--- Dataset extract ---
☆ ☆ ☆ ☆ ☆ ☆ ☆

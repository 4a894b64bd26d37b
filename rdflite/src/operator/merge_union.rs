// Copyright (c) 2024-2025 DeepGraph Inc.
// SPDX-License-Identifier: Apache-2.0
//
//! Union of two sorted single-column inputs

use super::{BoxedOperator, Operator, PlanPrinter, Scheduler};
use crate::runtime::RegisterRef;

#[derive(Debug, Clone, Copy, PartialEq, Eq)]
enum State {
    Done,
    StepLeft,
    StepRight,
    StepBoth,
    LeftEmpty,
    RightEmpty,
}

/// Merges two inputs sorted on one register; equal values are emitted once
/// with the multiplicities added
pub struct MergeUnion {
    left: BoxedOperator,
    right: BoxedOperator,
    left_reg: RegisterRef,
    right_reg: RegisterRef,
    result: RegisterRef,
    left_value: u32,
    right_value: u32,
    left_count: u32,
    right_count: u32,
    state: State,
    expected: f64,
    observed: u64,
}

impl MergeUnion {
    pub fn new(
        result: RegisterRef,
        left: BoxedOperator,
        left_reg: RegisterRef,
        right: BoxedOperator,
        right_reg: RegisterRef,
        expected: f64,
    ) -> Self {
        Self {
            left,
            right,
            left_reg,
            right_reg,
            result,
            left_value: 0,
            right_value: 0,
            left_count: 0,
            right_count: 0,
            state: State::Done,
            expected,
            observed: 0,
        }
    }

    fn emit(&mut self, value: u32, count: u32, state: State) -> u32 {
        self.result.set(value);
        self.state = state;
        self.observed += count as u64;
        count
    }

    /// Both sides hold a tuple; emit the smaller value
    fn compare(&mut self) -> u32 {
        use std::cmp::Ordering::*;
        match self.left_value.cmp(&self.right_value) {
            Less => self.emit(self.left_value, self.left_count, State::StepLeft),
            Greater => self.emit(self.right_value, self.right_count, State::StepRight),
            Equal => {
                let count = self.left_count.saturating_add(self.right_count);
                self.emit(self.left_value, count, State::StepBoth)
            }
        }
    }
}

impl Operator for MergeUnion {
    fn first(&mut self) -> u32 {
        self.observed = 0;

        self.left_count = self.left.first();
        if self.left_count == 0 {
            self.right_count = self.right.first();
            if self.right_count == 0 {
                self.state = State::Done;
                return 0;
            }
            return self.emit(self.right_reg.get(), self.right_count, State::LeftEmpty);
        }
        self.left_value = self.left_reg.get();

        self.right_count = self.right.first();
        if self.right_count == 0 {
            return self.emit(self.left_value, self.left_count, State::RightEmpty);
        }
        self.right_value = self.right_reg.get();

        self.compare()
    }

    fn next(&mut self) -> u32 {
        match self.state {
            State::Done => 0,
            State::StepLeft | State::StepRight | State::StepBoth => {
                if self.state != State::StepRight {
                    self.left_count = self.left.next();
                    if self.left_count == 0 {
                        if self.state == State::StepBoth {
                            // the right value was consumed together with the left one
                            self.right_count = self.right.next();
                            if self.right_count == 0 {
                                self.state = State::Done;
                                return 0;
                            }
                            self.right_value = self.right_reg.get();
                        }
                        return self.emit(self.right_value, self.right_count, State::LeftEmpty);
                    }
                    self.left_value = self.left_reg.get();
                }
                if self.state != State::StepLeft {
                    self.right_count = self.right.next();
                    if self.right_count == 0 {
                        return self.emit(self.left_value, self.left_count, State::RightEmpty);
                    }
                    self.right_value = self.right_reg.get();
                }
                self.compare()
            }
            State::LeftEmpty => {
                self.right_count = self.right.next();
                if self.right_count == 0 {
                    self.state = State::Done;
                    return 0;
                }
                self.emit(self.right_reg.get(), self.right_count, State::LeftEmpty)
            }
            State::RightEmpty => {
                self.left_count = self.left.next();
                if self.left_count == 0 {
                    self.state = State::Done;
                    return 0;
                }
                self.emit(self.left_reg.get(), self.left_count, State::RightEmpty)
            }
        }
    }

    fn print(&self, out: &mut dyn PlanPrinter) {
        out.begin_operator("MergeUnion", self.expected, self.observed);
        out.add_equal_predicate_annotation(&self.result, &self.left_reg);
        out.add_equal_predicate_annotation(&self.result, &self.right_reg);
        self.left.print(out);
        self.right.print(out);
        out.end_operator();
    }

    fn add_merge_hint(&mut self, reg1: &RegisterRef, reg2: &RegisterRef) {
        self.left.add_merge_hint(reg1, reg2);
        self.right.add_merge_hint(reg1, reg2);
    }

    fn async_input_candidates(&mut self, scheduler: &mut Scheduler) {
        self.left.async_input_candidates(scheduler);
        self.right.async_input_candidates(scheduler);
    }

    fn expected_cardinality(&self) -> f64 {
        self.expected
    }

    fn observed_cardinality(&self) -> u64 {
        self.observed
    }
}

☆ ☆ ☆ ☆ ☆ ☆ ☆

--- Work to complete ---
Go through the entries and restate each one exactly.

--- Exercise result ---
repository 4a894b64bd26d37b
filename rdflite/src/operator/merge_union.rs
// Copyright (c) 2024-2025 DeepGraph Inc.
// SPDX-License-Identifier: Apache-2.0
//
//! Union of two sorted single-column inputs

use super::{BoxedOperator, Operator, PlanPrinter, Scheduler};
use crate::runtime::RegisterRef;

#[derive(Debug, Clone, Copy, PartialEq, Eq)]
enum State {
    Done,
    StepLeft,
    StepRight,
    StepBoth,
    LeftEmpty,
    RightEmpty,
}

/// Merges two inputs sorted on one register; equal values are emitted once
/// with the multiplicities added
pub struct MergeUnion {
    left: BoxedOperator,
    right: BoxedOperator,
    left_reg: RegisterRef,
    right_reg: RegisterRef,
    result: RegisterRef,
    left_value: u32,
    right_value: u32,
    left_count: u32,
    right_count: u32,
    state: State,
    expected: f64,
    observed: u64,
}

impl MergeUnion {
    pub fn new(
        result: RegisterRef,
        left: BoxedOperator,
        left_reg: RegisterRef,
        right: BoxedOperator,
        right_reg: RegisterRef,
        expected: f64,
    ) -> Self {
        Self {
            left,
            right,
            left_reg,
            right_reg,
            result,
            left_value: 0,
            right_value: 0,
            left_count: 0,
            right_count: 0,
            state: State::Done,
            expected,
            observed: 0,
        }
    }

    fn emit(&mut self, value: u32, count: u32, state: State) -> u32 {
        self.result.set(value);
        self.state = state;
        self.observed += count as u64;
        count
    }

    /// Both sides hold a tuple; emit the smaller value
    fn compare(&mut self) -> u32 {
        use std::cmp::Ordering::*;
        match self.left_value.cmp(&self.right_value) {
            Less => self.emit(self.left_value, self.left_count, State::StepLeft),
            Greater => self.emit(self.right_value, self.right_count, State::StepRight),
            Equal => {
                let count = self.left_count.saturating_add(self.right_count);
                self.emit(self.left_value, count, State::StepBoth)
            }
        }
    }
}

impl Operator for MergeUnion {
    fn first(&mut self) -> u32 {
        self.observed = 0;

        self.left_count = self.left.first();
        if self.left_count == 0 {
            self.right_count = self.right.first();
            if self.right_count == 0 {
                self.state = State::Done;
                return 0;
            }
            return self.emit(self.right_reg.get(), self.right_count, State::LeftEmpty);
        }
        self.left_value = self.left_reg.get();

        self.right_count = self.right.first();
        if self.right_count == 0 {
            return self.emit(self.left_value, self.left_count, State::RightEmpty);
        }
        self.right_value = self.right_reg.get();

        self.compare()
    }

    fn next(&mut self) -> u32 {
        match self.state {
            State::Done => 0,
            State::StepLeft | State::StepRight | State::StepBoth => {
                if self.state != State::StepRight {
                    self.left_count = self.left.next();
                    if self.left_count == 0 {
                        if self.state == State::StepBoth {
                            // the right value was consumed together with the left one
                            self.right_count = self.right.next();
                            if self.right_count == 0 {
                                self.state = State::Done;
                                return 0;
                            }
                            self.right_value = self.right_reg.get();
                        }
                        return self.emit(self.right_value, self.right_count, State::LeftEmpty);
                    }
                    self.left_value = self.left_reg.get();
                }
                if self.state != State::StepLeft {
                    self.right_count = self.right.next();
                    if self.right_count == 0 {
                        return self.emit(self.left_value, self.left_count, State::RightEmpty);
                    }
                    self.right_value = self.right_reg.get();
                }
                self.compare()
            }
            State::LeftEmpty => {
                self.right_count = self.right.next();
                if self.right_count == 0 {
                    self.state = State::Done;
                    return 0;
                }
                self.emit(self.right_reg.get(), self.right_count, State::LeftEmpty)
            }
            State::RightEmpty => {
                self.left_count = self.left.next();
                if self.left_count == 0 {
                    self.state = State::Done;
                    return 0;
                }
                self.emit(self.left_reg.get(), self.left_count, State::RightEmpty)
            }
        }
    }

    fn print(&self, out: &mut dyn PlanPrinter) {
        out.begin_operator("MergeUnion", self.expected, self.observed);
        out.add_equal_predicate_annotation(&self.result, &self.left_reg);
        out.add_equal_predicate_annotation(&self.result, &self.right_reg);
        self.left.print(out);
        self.right.print(out);
        out.end_operator();
    }

    fn add_merge_hint(&mut self, reg1: &RegisterRef, reg2: &RegisterRef) {
        self.left.add_merge_hint(reg1, reg2);
        self.right.add_merge_hint(reg1, reg2);
    }

    fn async_input_candidates(&mut self, scheduler: &mut Scheduler) {
        self.left.async_input_candidates(scheduler);
        self.right.async_input_candidates(scheduler);
    }

    fn expected_cardinality(&self) -> f64 {
        self.expected
    }

    fn observed_cardinality(&self) -> u64 {
        self.observed
    }
}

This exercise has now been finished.